With data collected from hundreds or thousands of synthetic patients like Anthony, with the same heart disease but different clinical history, treated with other drugs and different outcomes and side effects, the clinicians could train a ML model to study possible scenarios for their real existing patients. This will add a much higher level of confidence for the clinicians to generate an evidence-based outcome for all possible scenarios rather than guessing - (see this example for medical data use).

Next figure exemplifies how synthetic data can be used to overcome the problem of data silos. I call this vision, the Synthetic Ecosystem.

Figure: Synthetic Ecosystem

Source: hazy.com

Sharing synthetic sensitive data, like medical records or bank transactions, will require a proper technological and legal framework.  The rollout of this vision will probably require the creation of several tiers of data for different levels of sensitivity and privacy. More sensitive synthetic data will require a more stringent privacy protection while less sensitive data will be shared with a less restrictive privacy concerns. 

Breaking data silos

This framework would be first implemented inside the organisations to break data silos and speed innovation. 

The first step is to allow internal data sharing between different data silos in large organizations. A data silo, also known as an information silo, where data is stored, conceptually connected but incapable of operating with one another. Few organizations choose to store their data in silos. This is a natural occurrence during the life cycle of data. The problem with data silos is that it drags innovation and creates compliance complications. 

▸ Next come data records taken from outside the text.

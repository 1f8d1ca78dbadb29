use crate::core::parser;
use crate::domain::model::ParseOutcome;
use crate::domain::ports::FileSource;

/// Opens the input stream through the source collaborator and delegates to
/// the line parser. Stream-level failures (open errors, invalid encoding)
/// supersede any partial results; per-line failures are the parser's
/// business.
pub struct IngestionPipeline<S: FileSource> {
    source: S,
}

impl<S: FileSource> IngestionPipeline<S> {
    pub fn new(source: S) -> Self {
        Self { source }
    }

    pub async fn run(&self, path: &str) -> ParseOutcome {
        tracing::debug!("opening input: {}", path);

        let bytes = match self.source.open(path).await {
            Ok(Some(bytes)) => bytes,
            // No stream is indistinguishable from an empty file.
            Ok(None) => return parser::parse_text(""),
            Err(e) => return ParseOutcome::Error(format!("Error reading file: {}", e)),
        };

        match String::from_utf8(bytes) {
            Ok(text) => parser::parse_text(&text),
            Err(e) => ParseOutcome::Error(format!("Error reading file: {}", e)),
        }
    }
}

Synthetic data can help this integration by enabling to safely experiment and deploy synthetic data twins without risk. For instance, by sharing sales data from CRM with claims and underwriting, insurers can easily obtain a permissionless 360 degree perspective of the client.

Decision makers don’t just want more data, they want insights. Since synthetic data preserves the utility of the original data, the Synthetic Ecosystem will allow us to extract these insights from the data, being Business Intelligence or Predictive Analytics. As in the case mentioned earlier, accessing external data sources gives the data scientist extra leverage in creating more accurate predictive models.